── DATA LISTING

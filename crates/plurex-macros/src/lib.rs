use proc_macro::TokenStream;
use syn::LitStr;

mod codegen;
mod validate;

/// The expr! macro for compile-time checked condition expressions.
///
/// Tokenizes the literal, converts it to postfix order and checks that it
/// reduces to a single condition, all at compile time. Mistakes become
/// compile errors pointing at the literal.
///
/// # Generated Code
///
/// Expands to `::plurex::Expression::from_postfix(source, tokens)`, so no
/// parsing happens at runtime.
///
/// # Example
///
/// ```ignore
/// let expr = expr!("n == ONE || n == ZERO");
/// assert!(expr.evaluate(&context! { "n" => 1 }, "en")?);
///
/// expr!("n == OHTER"); // error: unknown literal 'OHTER', did you mean 'OTHER'?
/// expr!("(n == ONE"); // error: unbalanced group: unmatched '('
/// ```
///
/// Upper-case variables that are a keyboard slip away from a literal
/// (`OHTER`, `FEMINNE`, `ONNE`) are rejected here even though
/// `Expression::parse` accepts them as variables.
#[proc_macro]
pub fn expr(input: TokenStream) -> TokenStream {
    let literal = syn::parse_macro_input!(input as LitStr);
    let source = literal.value();

    match validate::validate(&source) {
        Ok(postfix) => codegen::codegen(&source, &postfix).into(),
        Err(message) => syn::Error::new(literal.span(), message)
            .to_compile_error()
            .into(),
    }
}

────

TASK GOAL:
Restate the records above verbatim up to and including the line containing "here even though".

SOLUTION:
filename crates/plurex-macros/src/lib.rs
use proc_macro::TokenStream;
use syn::LitStr;

mod codegen;
mod validate;

/// The expr! macro for compile-time checked condition expressions.
///
/// Tokenizes the literal, converts it to postfix order and checks that it
/// reduces to a single condition, all at compile time. Mistakes become
/// compile errors pointing at the literal.
///
/// # Generated Code
///
/// Expands to `::plurex::Expression::from_postfix(source, tokens)`, so no
/// parsing happens at runtime.
///
/// # Example
///
/// ```ignore
/// let expr = expr!("n == ONE || n == ZERO");
/// assert!(expr.evaluate(&context! { "n" => 1 }, "en")?);
///
/// expr!("n == OHTER"); // error: unknown literal 'OHTER', did you mean 'OTHER'?
/// expr!("(n == ONE"); // error: unbalanced group: unmatched '('
/// ```
///
/// Upper-case variables that are a keyboard slip away from a literal
/// (`OHTER`, `FEMINNE`, `ONNE`) are rejected here even though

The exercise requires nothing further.